---------- Information shown ----------

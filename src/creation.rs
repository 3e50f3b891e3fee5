//! Rectangle construction and canvas drawing.
//!
//! [`CreationManager`] owns the rectangle-under-construction lifecycle
//! (reset at drag start, resize on every move, the manager commits) and all
//! stroke/line drawing. It mutates committed rectangles only through
//! explicit subdivision-insert calls from the manager, and never clears the
//! canvas itself.

use tracing::trace;

use crate::hit_test::BorderEdge;
use crate::surface::CanvasSurface;
use crate::types::{Axis, GridLine, GridOptions, GridRectangle};

pub struct CreationManager {
    options: GridOptions,
}

impl CreationManager {
    pub fn new(options: GridOptions) -> Self {
        Self { options }
    }

    /// Re-anchor the rectangle under construction at the drag start point
    /// and clear any leftover subdivision state.
    pub fn reset_box_properties(&self, rect: &mut GridRectangle, x: f32, y: f32) {
        rect.start_x = x;
        rect.start_y = y;
        rect.width = 0.0;
        rect.height = 0.0;
        rect.horizontal_points_selected.clear();
        rect.vertical_points_selected.clear();
        rect.undo_line_list.clear();
    }

    /// Resize the in-flight rectangle to the current pointer position and
    /// stroke its outline. Extents stay signed; they are normalized for
    /// drawing only, so the anchor can still move until commit.
    pub fn draw_rectangle(&self, surface: &mut dyn CanvasSurface, rect: &mut GridRectangle, x: f32, y: f32) {
        rect.width = x - rect.start_x;
        rect.height = y - rect.start_y;
        self.stroke_outline(surface, rect);
    }

    /// Stroke the rectangle outline plus all its subdivision lines, each
    /// spanning the rectangle's full width/height.
    pub fn draw_rect_grid_lines(&self, surface: &mut dyn CanvasSurface, rect: &GridRectangle) {
        self.stroke_outline(surface, rect);

        let bounds = rect.bounds();
        let colour = &self.options.line_colour;
        let width = self.options.context_line_width;

        for offset in &rect.horizontal_points_selected {
            let y = rect.start_y + offset;
            surface.stroke_line(bounds.min_x, y, bounds.max_x, y, colour, width);
        }
        for offset in &rect.vertical_points_selected {
            let x = rect.start_x + offset;
            surface.stroke_line(x, bounds.min_y, x, bounds.max_y, colour, width);
        }
    }

    /// Insert a subdivision line where an existing border was clicked.
    ///
    /// A click on a vertical (left/right) border inserts a horizontal line:
    /// the pointer's y-offset from the anchor is appended to
    /// `horizontal_points_selected`. A click on a horizontal border inserts
    /// a vertical line symmetrically. The rectangle's geometry is untouched
    /// and the grid lines are redrawn immediately.
    pub fn draw_line_at_clicked_grid_boundary_position(
        &self,
        surface: &mut dyn CanvasSurface,
        rect: &mut GridRectangle,
        x: f32,
        y: f32,
        edge: BorderEdge,
    ) {
        let bounds = rect.bounds();
        let axis = edge.subdivision_axis();
        let offset = match axis {
            // Clamp to the border's span; a click within tolerance may land
            // slightly outside the rectangle proper.
            Axis::Horizontal => y.clamp(bounds.min_y, bounds.max_y) - rect.start_y,
            Axis::Vertical => x.clamp(bounds.min_x, bounds.max_x) - rect.start_x,
        };

        match axis {
            Axis::Horizontal => rect.horizontal_points_selected.push(offset),
            Axis::Vertical => rect.vertical_points_selected.push(offset),
        }
        rect.undo_line_list.push(GridLine { axis, offset });
        trace!(?axis, offset, "inserted subdivision line");

        self.draw_rect_grid_lines(surface, rect);
    }

    fn stroke_outline(&self, surface: &mut dyn CanvasSurface, rect: &GridRectangle) {
        let bounds = rect.bounds();
        surface.stroke_rect(
            bounds.min_x,
            bounds.min_y,
            bounds.width(),
            bounds.height(),
            &self.options.line_colour,
            self.options.context_line_width,
        );
    }
}
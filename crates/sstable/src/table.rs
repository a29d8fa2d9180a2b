use std::sync::Arc;

use coding::put_fixed64;
use common::{BytewiseComparator, EmptyIter, Error, Iter, Result};

use crate::block::{Block, BlockIter};
use crate::file::RandomAccessFile;
use crate::filter_block::FilterBlockReader;
use crate::format::{read_block, BlockHandle, Footer};
use crate::options::{Options, ReadOptions};
use crate::two_level::TwoLevelIter;

/// Everything needed to turn a block handle into an open block: shared
/// by the table itself and by the closures its iterators carry.
#[derive(Clone)]
struct BlockFetcher {
    options: Options,
    file: Arc<dyn RandomAccessFile>,
    /// Namespace for this table's entries in the shared block cache.
    cache_id: u64,
}

impl BlockFetcher {
    /// Loads the data block at `handle`, via the shared cache when one
    /// is configured. The returned `Arc` keeps the block alive for as
    /// long as any caller (or the cache) holds it.
    fn read_data_block(&self, options: &ReadOptions, handle: &BlockHandle) -> Result<Arc<Block>> {
        let cache = match &self.options.block_cache {
            Some(cache) => cache,
            None => {
                let contents = read_block(self.file.as_ref(), options, handle)?;
                return Ok(Arc::new(Block::new(contents)?));
            }
        };

        let mut cache_key = Vec::with_capacity(16);
        put_fixed64(&mut cache_key, self.cache_id);
        put_fixed64(&mut cache_key, handle.offset());
        if let Some(block) = cache.lookup(&cache_key) {
            return Ok(block);
        }

        let contents = read_block(self.file.as_ref(), options, handle)?;
        let block = Arc::new(Block::new(contents)?);
        if options.fill_cache {
            cache.insert(cache_key, Arc::clone(&block), block.size());
        }
        Ok(block)
    }

    /// Iterator factory handed to the two-level iterator: decodes an
    /// index value into a handle and opens that block. Failures come
    /// back as an empty iterator carrying the error.
    fn block_reader(&self, options: &ReadOptions, index_value: &[u8]) -> Box<dyn Iter> {
        let mut input = index_value;
        let handle = match BlockHandle::decode_from(&mut input) {
            Ok(handle) => handle,
            Err(e) => return Box::new(EmptyIter::with_status(e)),
        };
        match self.read_data_block(options, &handle) {
            Ok(block) => Box::new(BlockIter::new(
                block,
                Arc::clone(&self.options.comparator),
            )),
            Err(e) => Box::new(EmptyIter::with_status(e)),
        }
    }
}

/// An open, immutable table file: parsed footer and index block plus an
/// optional filter, queryable for point lookups and ordered scans.
///
/// Safe for unbounded concurrent readers; all state after `open` is
/// immutable.
pub struct Table {
    fetcher: BlockFetcher,
    metaindex_handle: BlockHandle,
    index_block: Arc<Block>,
    filter: Option<FilterBlockReader>,
}

impl Table {
    /// Opens the table persisted in the first `size` bytes of `file`.
    ///
    /// The footer and index block are read eagerly and a bad magic
    /// number or truncated file fails the open. The metaindex and filter
    /// block are best-effort: a table whose filter cannot be read is
    /// served without one.
    pub fn open(options: Options, file: Arc<dyn RandomAccessFile>, size: u64) -> Result<Table> {
        if size < Footer::ENCODED_LENGTH as u64 {
            return Err(Error::InvalidArgument(
                "file is too short to be an sstable".to_string(),
            ));
        }
        let footer_input = file.read(
            size - Footer::ENCODED_LENGTH as u64,
            Footer::ENCODED_LENGTH,
        )?;
        let footer = Footer::decode_from(&footer_input)?;

        let index_contents =
            read_block(file.as_ref(), &ReadOptions::default(), &footer.index_handle)?;
        let index_block = Arc::new(Block::new(index_contents)?);

        let cache_id = match &options.block_cache {
            Some(cache) => cache.new_id(),
            None => 0,
        };

        let mut table = Table {
            fetcher: BlockFetcher {
                options,
                file,
                cache_id,
            },
            metaindex_handle: footer.metaindex_handle,
            index_block,
            filter: None,
        };
        table.read_meta();
        Ok(table)
    }

    /// Best-effort load of the filter block via the metaindex. Any
    /// failure leaves the table filterless.
    fn read_meta(&mut self) {
        let policy = match &self.fetcher.options.filter_policy {
            Some(policy) => Arc::clone(policy),
            None => return,
        };

        let contents = match read_block(
            self.fetcher.file.as_ref(),
            &ReadOptions::default(),
            &self.metaindex_handle,
        ) {
            Ok(contents) => contents,
            Err(_) => return,
        };
        let meta = match Block::new(contents) {
            Ok(block) => Arc::new(block),
            Err(_) => return,
        };

        // Metaindex keys are plain strings; always use byte order here,
        // whatever the table comparator is.
        let key = format!("filter.{}", policy.name());
        let mut iter = BlockIter::new(meta, Arc::new(BytewiseComparator));
        iter.seek(key.as_bytes());
        if iter.valid() && iter.key() == key.as_bytes() {
            let mut value = iter.value();
            if let Ok(handle) = BlockHandle::decode_from(&mut value) {
                if let Ok(filter_contents) = read_block(
                    self.fetcher.file.as_ref(),
                    &ReadOptions::default(),
                    &handle,
                ) {
                    self.filter = Some(FilterBlockReader::new(policy, filter_contents));
                }
            }
        }
    }

    fn index_iter(&self) -> BlockIter {
        BlockIter::new(
            Arc::clone(&self.index_block),
            Arc::clone(&self.fetcher.options.comparator),
        )
    }

    /// Ordered scan over every entry in the table.
    #[must_use]
    pub fn iter(&self, options: ReadOptions) -> TwoLevelIter {
        let fetcher = self.fetcher.clone();
        TwoLevelIter::new(
            Box::new(self.index_iter()),
            Box::new(move |index_value| fetcher.block_reader(&options, index_value)),
        )
    }

    /// Point lookup. Seeks the index, consults the filter (a negative
    /// answer skips the block read entirely), then seeks the data block;
    /// `found` is invoked with the entry the seek lands on, if any.
    pub fn internal_get(
        &self,
        options: &ReadOptions,
        key: &[u8],
        found: &mut dyn FnMut(&[u8], &[u8]),
    ) -> Result<()> {
        let mut index_iter = self.index_iter();
        index_iter.seek(key);
        if index_iter.valid() {
            let mut input = index_iter.value();
            let handle = BlockHandle::decode_from(&mut input)?;
            let matches = match &self.filter {
                Some(filter) => filter.key_may_match(handle.offset(), key),
                None => true,
            };
            if matches {
                let block = self.fetcher.read_data_block(options, &handle)?;
                let mut block_iter =
                    BlockIter::new(block, Arc::clone(&self.fetcher.options.comparator));
                block_iter.seek(key);
                if block_iter.valid() {
                    found(block_iter.key(), block_iter.value());
                }
                block_iter.status()?;
            }
        }
        index_iter.status()
    }

    /// File offset at which the block containing `key` begins, or the
    /// metaindex offset (roughly end-of-data) for keys past the table.
    #[must_use]
    pub fn approximate_offset_of(&self, key: &[u8]) -> u64 {
        let mut index_iter = self.index_iter();
        index_iter.seek(key);
        if index_iter.valid() {
            let mut input = index_iter.value();
            if let Ok(handle) = BlockHandle::decode_from(&mut input) {
                return handle.offset();
            }
            // Malformed index value; fall through to the approximation.
        }
        self.metaindex_handle.offset()
    }
}
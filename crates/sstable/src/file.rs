use std::fs::File;
use std::io::{Read, Seek, SeekFrom};
use std::path::Path;
use std::sync::Mutex;

use common::{Error, Result};

/// Byte-range read capability over an immutable file.
///
/// Reads may run concurrently from multiple threads; implementations
/// must not depend on a shared cursor position across calls.
pub trait RandomAccessFile: Send + Sync {
    /// Reads exactly `len` bytes starting at `offset`. A short file is an
    /// error, not a truncated result.
    fn read(&self, offset: u64, len: usize) -> Result<Vec<u8>>;
}

/// [`RandomAccessFile`] over an ordinary filesystem file. A persistent
/// handle is kept open for the reader's lifetime, wrapped in a `Mutex` so
/// reads can go through a shared reference.
pub struct FsRandomAccessFile {
    file: Mutex<File>,
}

impl FsRandomAccessFile {
    pub fn open<P: AsRef<Path>>(path: P) -> Result<FsRandomAccessFile> {
        let file = File::open(path)?;
        Ok(FsRandomAccessFile {
            file: Mutex::new(file),
        })
    }

    /// Current file size in bytes.
    pub fn len(&self) -> Result<u64> {
        let file = self.lock()?;
        Ok(file.metadata()?.len())
    }

    pub fn is_empty(&self) -> Result<bool> {
        Ok(self.len()? == 0)
    }

    fn lock(&self) -> Result<std::sync::MutexGuard<'_, File>> {
        self.file
            .lock()
            .map_err(|e| Error::Io(format!("file lock poisoned: {e}")))
    }
}

impl RandomAccessFile for FsRandomAccessFile {
    fn read(&self, offset: u64, len: usize) -> Result<Vec<u8>> {
        let mut file = self.lock()?;
        file.seek(SeekFrom::Start(offset))?;
        let mut buf = vec![0u8; len];
        file.read_exact(&mut buf)?;
        Ok(buf)
    }
}

/// In-memory [`RandomAccessFile`], mostly for tests and for tables built
/// and consumed inside one process.
pub struct MemFile {
    data: Vec<u8>,
}

impl MemFile {
    #[must_use]
    pub fn new(data: Vec<u8>) -> MemFile {
        MemFile { data }
    }

    #[must_use]
    pub fn len(&self) -> u64 {
        self.data.len() as u64
    }

    #[must_use]
    pub fn is_empty(&self) -> bool {
        self.data.is_empty()
    }
}

impl RandomAccessFile for MemFile {
    fn read(&self, offset: u64, len: usize) -> Result<Vec<u8>> {
        let start = offset as usize;
        let end = start.checked_add(len);
        match end {
            Some(end) if end <= self.data.len() => Ok(self.data[start..end].to_vec()),
            _ => Err(Error::Io(format!(
                "read past end of file: offset {offset} len {len} size {}",
                self.data.len()
            ))),
        }
    }
}
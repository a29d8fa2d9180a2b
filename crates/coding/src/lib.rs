//! # Coding — binary integer and slice framing primitives
//!
//! Every on-disk and in-memory structure in the StratumKV storage core is
//! built from four encodings:
//!
//! - **Varint32/64**: little-endian base-128, 7 data bits per byte, the
//!   continuation bit (`0x80`) set on every byte except the last.
//! - **Fixed32/64**: raw little-endian bytes.
//! - **Length-prefixed slice**: `varint32(len) | bytes`.
//!
//! Decoding never panics on malformed input — a truncated varint or a
//! length prefix that overruns the buffer returns `None`, and callers
//! surface that as a corruption error at their own layer.

use byteorder::{ByteOrder, LittleEndian};

/// Appends a varint32 encoding of `v` to `dst`.
pub fn encode_varint32(dst: &mut Vec<u8>, mut v: u32) {
    while v >= 0x80 {
        dst.push((v as u8) | 0x80);
        v >>= 7;
    }
    dst.push(v as u8);
}

/// Appends a varint64 encoding of `v` to `dst`.
pub fn encode_varint64(dst: &mut Vec<u8>, mut v: u64) {
    while v >= 0x80 {
        dst.push((v as u8) | 0x80);
        v >>= 7;
    }
    dst.push(v as u8);
}

/// Returns the exact number of bytes `encode_varint64` would emit for `v`.
#[must_use]
pub fn varint_length(mut v: u64) -> usize {
    let mut len = 1;
    while v >= 0x80 {
        v >>= 7;
        len += 1;
    }
    len
}

/// Appends `v` as 4 little-endian bytes.
pub fn put_fixed32(dst: &mut Vec<u8>, v: u32) {
    dst.extend_from_slice(&v.to_le_bytes());
}

/// Appends `v` as 8 little-endian bytes.
pub fn put_fixed64(dst: &mut Vec<u8>, v: u64) {
    dst.extend_from_slice(&v.to_le_bytes());
}

/// Decodes 4 little-endian bytes starting at `buf[0]`.
///
/// # Panics
///
/// Panics if `buf` is shorter than 4 bytes. Callers bounds-check first.
#[must_use]
pub fn decode_fixed32(buf: &[u8]) -> u32 {
    LittleEndian::read_u32(buf)
}

/// Decodes 8 little-endian bytes starting at `buf[0]`.
///
/// # Panics
///
/// Panics if `buf` is shorter than 8 bytes. Callers bounds-check first.
#[must_use]
pub fn decode_fixed64(buf: &[u8]) -> u64 {
    LittleEndian::read_u64(buf)
}

/// Decodes a varint32 from the front of `input`, advancing it past the
/// consumed bytes.
///
/// Returns `None` if the buffer is truncated mid-varint or the value
/// overflows 32 bits. On `None` the state of `input` is unspecified and
/// the caller must treat the data as corrupt.
pub fn get_varint32(input: &mut &[u8]) -> Option<u32> {
    let mut result: u32 = 0;
    let mut shift = 0;
    while shift <= 28 {
        let (&byte, rest) = input.split_first()?;
        *input = rest;
        if byte & 0x80 == 0 {
            return Some(result | (u32::from(byte) << shift));
        }
        result |= u32::from(byte & 0x7f) << shift;
        shift += 7;
    }
    None
}

/// Decodes a varint64 from the front of `input`, advancing it past the
/// consumed bytes. Returns `None` on truncation or 64-bit overflow.
pub fn get_varint64(input: &mut &[u8]) -> Option<u64> {
    let mut result: u64 = 0;
    let mut shift = 0;
    while shift <= 63 {
        let (&byte, rest) = input.split_first()?;
        *input = rest;
        if byte & 0x80 == 0 {
            return Some(result | (u64::from(byte) << shift));
        }
        result |= u64::from(byte & 0x7f) << shift;
        shift += 7;
    }
    None
}

/// Appends `varint32(value.len()) | value` to `dst`.
pub fn put_length_prefixed_slice(dst: &mut Vec<u8>, value: &[u8]) {
    encode_varint32(dst, value.len() as u32);
    dst.extend_from_slice(value);
}

/// Decodes a length-prefixed slice from the front of `input`, advancing
/// past it. Returns `None` if the prefix is malformed or the declared
/// length exceeds the remaining bytes.
pub fn get_length_prefixed_slice<'a>(input: &mut &'a [u8]) -> Option<&'a [u8]> {
    let len = get_varint32(input)? as usize;
    if len > input.len() {
        return None;
    }
    let (value, rest) = input.split_at(len);
    *input = rest;
    Some(value)
}

#[cfg(test)]
mod tests;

----------

• [Exercise objective]:
List all lines above in which the string "built" appears.

• [Answer box]:
/// In-memory [`RandomAccessFile`], mostly for tests and for tables built
//! built from four encodings:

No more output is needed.